HanJammer wrote on 2023-05-31, 00:12:
... proceeds to agree on every point made? :]
1 pcpartner was a budget manufacturer
2 VT82C693A sucks, is unreliable, and its AGP implementation is broken
3 its ok it you only use some minimal subset of computer capabilities
ediflorianUS wrote on 2023-05-30, 08:37:
BitWrangler wrote on 2023-05-30, 01:19:
For me, it's because some of the low end stuff seems to have the survival potential of cockroaches, where some higher end stuff dies in mysterious ways that eternally confound fixing. Besides, as mature PC users we can step out of the "utterest piece of crap in the known universe and gave my gerbil cancer" mindset of describing how it was a couple of percent slower on a review back in the day. Also not expecting anything and futzing around with a cheapie and getting it running sweet is far far more satisfying than the equivalent amount of time "fighting" something high end until it works how it "should".
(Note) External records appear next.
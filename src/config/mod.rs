//! Configuration Module
//!
//! Centralized configuration for the authentication core: token signing and
//! lifetimes, password policy, lockout thresholds, and reset-token expiry.

use chrono::Duration;
use thiserror::Error;

use crate::utils::security::DEFAULT_BCRYPT_COST;

/// Environment variable helpers
pub mod env {
    use std::env;

    /// Get environment variable as string with default
    pub fn get_string(key: &str, default: &str) -> String {
        env::var(key).unwrap_or_else(|_| default.to_string())
    }

    /// Get environment variable as boolean with default
    pub fn get_bool(key: &str, default: bool) -> bool {
        env::var(key)
            .ok()
            .and_then(|v| v.parse().ok())
            .unwrap_or(default)
    }

    /// Get environment variable as u32 with default
    pub fn get_u32(key: &str, default: u32) -> u32 {
        env::var(key)
            .ok()
            .and_then(|v| v.parse().ok())
            .unwrap_or(default)
    }

    /// Get environment variable as u64 with default
    pub fn get_u64(key: &str, default: u64) -> u64 {
        env::var(key)
            .ok()
            .and_then(|v| v.parse().ok())
            .unwrap_or(default)
    }

    /// Get environment variable as i64 with default
    pub fn get_i64(key: &str, default: i64) -> i64 {
        env::var(key)
            .ok()
            .and_then(|v| v.parse().ok())
            .unwrap_or(default)
    }

    /// Check if environment variable is set
    pub fn is_set(key: &str) -> bool {
        env::var(key).is_ok()
    }
}

/// Configuration loading errors
#[derive(Error, Debug)]
pub enum ConfigError {
    /// A required environment variable was not set
    #[error("Missing required environment variable: {0}")]
    MissingVar(&'static str),
}

/// Password strength requirements enforced at registration and reset
#[derive(Debug, Clone)]
pub struct PasswordPolicy {
    /// Minimum password length in characters
    pub min_length: usize,

    /// Require at least one ASCII uppercase letter
    pub require_uppercase: bool,

    /// Require at least one ASCII digit
    pub require_numbers: bool,

    /// Require at least one non-alphanumeric character
    pub require_special: bool,
}

impl Default for PasswordPolicy {
    fn default() -> Self {
        Self {
            min_length: 8,
            require_uppercase: true,
            require_numbers: true,
            require_special: true,
        }
    }
}

impl PasswordPolicy {
    /// Check a candidate password against this policy
    pub fn validate(&self, candidate: &str) -> Result<(), String> {
        if candidate.chars().count() < self.min_length {
            return Err(format!(
                "Password must be at least {} characters long",
                self.min_length
            ));
        }
        if self.require_uppercase && !candidate.chars().any(|c| c.is_ascii_uppercase()) {
            return Err("Password must contain an uppercase letter".to_string());
        }
        if self.require_numbers && !candidate.chars().any(|c| c.is_ascii_digit()) {
            return Err("Password must contain a number".to_string());
        }
        if self.require_special && candidate.chars().all(|c| c.is_ascii_alphanumeric()) {
            return Err("Password must contain a special character".to_string());
        }
        Ok(())
    }
}

/// Configuration consumed by the authentication core.
///
/// Defaults mirror the production values: 15-minute access tokens, 7-day
/// refresh tokens, 5 failed logins before a 15-minute lockout, 1-hour reset
/// tokens.
#[derive(Debug, Clone)]
pub struct AuthConfig {
    /// Shared secret for signing access and refresh tokens
    pub jwt_secret: String,

    /// Access token lifetime
    pub access_token_ttl: Duration,

    /// Refresh token lifetime
    pub refresh_token_ttl: Duration,

    /// Password strength requirements
    pub password_policy: PasswordPolicy,

    /// Failed logins tolerated before the account locks
    pub max_login_attempts: u32,

    /// How long a lockout lasts once triggered
    pub lockout_duration: Duration,

    /// Password-reset token lifetime
    pub reset_token_ttl: Duration,

    /// bcrypt cost factor for password hashing
    pub bcrypt_cost: u32,

    /// Upper bound on any single store operation
    pub store_timeout: std::time::Duration,
}

impl AuthConfig {
    /// Create a configuration with production defaults and the given secret
    pub fn new(jwt_secret: impl Into<String>) -> Self {
        Self {
            jwt_secret: jwt_secret.into(),
            access_token_ttl: Duration::minutes(15),
            refresh_token_ttl: Duration::days(7),
            password_policy: PasswordPolicy::default(),
            max_login_attempts: 5,
            lockout_duration: Duration::minutes(15),
            reset_token_ttl: Duration::hours(1),
            bcrypt_cost: DEFAULT_BCRYPT_COST,
            store_timeout: std::time::Duration::from_secs(5),
        }
    }

    /// Load configuration from environment variables.
    ///
    /// `JWT_SECRET` is required; everything else falls back to defaults.
    pub fn from_env() -> Result<Self, ConfigError> {
        if !env::is_set("JWT_SECRET") {
            return Err(ConfigError::MissingVar("JWT_SECRET"));
        }

        let mut config = Self::new(env::get_string("JWT_SECRET", ""));
        config.access_token_ttl =
            Duration::minutes(env::get_i64("ACCESS_TOKEN_TTL_MINUTES", 15));
        config.refresh_token_ttl = Duration::days(env::get_i64("REFRESH_TOKEN_TTL_DAYS", 7));
        config.max_login_attempts = env::get_u32("MAX_LOGIN_ATTEMPTS", 5);
        config.lockout_duration =
            Duration::minutes(env::get_i64("LOCKOUT_DURATION_MINUTES", 15));
        config.reset_token_ttl = Duration::minutes(env::get_i64("RESET_TOKEN_TTL_MINUTES", 60));
        config.bcrypt_cost = env::get_u32("BCRYPT_COST", DEFAULT_BCRYPT_COST);
        config.store_timeout =
            std::time::Duration::from_secs(env::get_u64("STORE_TIMEOUT_SECONDS", 5));
        config.password_policy.min_length =
            env::get_u64("PASSWORD_MIN_LENGTH", 8) as usize;

        Ok(config)
    }
}

#[cfg(test)]
mod tests {
    use super::*;

    #[test]
    fn test_default_config_values() {
        let config = AuthConfig::new("secret");
        assert_eq!(config.access_token_ttl, Duration::minutes(15));
        assert_eq!(config.refresh_token_ttl, Duration::days(7));
        assert_eq!(config.max_login_attempts, 5);
        assert_eq!(config.lockout_duration, Duration::minutes(15));
        assert_eq!(config.reset_token_ttl, Duration::hours(1));
    }

    #[test]
    fn test_password_policy_accepts_strong_password() {
        let policy = PasswordPolicy::default();
        assert!(policy.validate("Str0ng!Pass").is_ok());
    }

    #[test]
    fn test_password_policy_rejects_weak_passwords() {
        let policy = PasswordPolicy::default();

        assert!(policy.validate("Sh0rt!").is_err()); // too short
        assert!(policy.validate("n0upper!case").is_err()); // no uppercase
        assert!(policy.validate("NoNumbers!").is_err()); // no digit
        assert!(policy.validate("N0specials").is_err()); // no special char
    }

    #[test]
    fn test_password_policy_relaxed() {
        let policy = PasswordPolicy {
            min_length: 4,
            require_uppercase: false,
            require_numbers: false,
            require_special: false,
        };
        assert!(policy.validate("abcd").is_ok());
        assert!(policy.validate("abc").is_err());
    }
}
//! Data Models Module
//!
//! Account records, token claims, and request/response structures used
//! throughout the account service.

pub mod account;
pub mod auth;
pub mod requests;

// Re-export commonly used types
pub use account::{Account, AccountSummary, Role};
pub use auth::{
    AccessTokenClaims, AuthResponse, RefreshTokenClaims, ResetRequestAck, TokenPair,
};
pub use requests::{LoginRequest, RefreshTokenRequest, RegisterRequest, ResetPasswordRequest};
I Agree with that statement , since I moved onto brand's (compaq/hp/apple/dell/etc/etc) I never ever looked back.
Dell never touched VIA. Neither did HP, in fact HP mainly shipped OEM Asus boards 😀 Those companies specialized in B2B with support contracts, best way to lower your support cost is by shipping reliable hardware. There is one item not like the others on your list. Compaq was dabbling in everything, sis, via, cyrix, k5, k6, 5.25" Quantum Bigfoots, pathetic integrated graphics (selling "3D accelerated" Ati Rage LT with no AGP slot in 1998), anything to flood supermarkets with volume of crap. Unsurprisingly they went out of business in 2002 and sold itself to HP.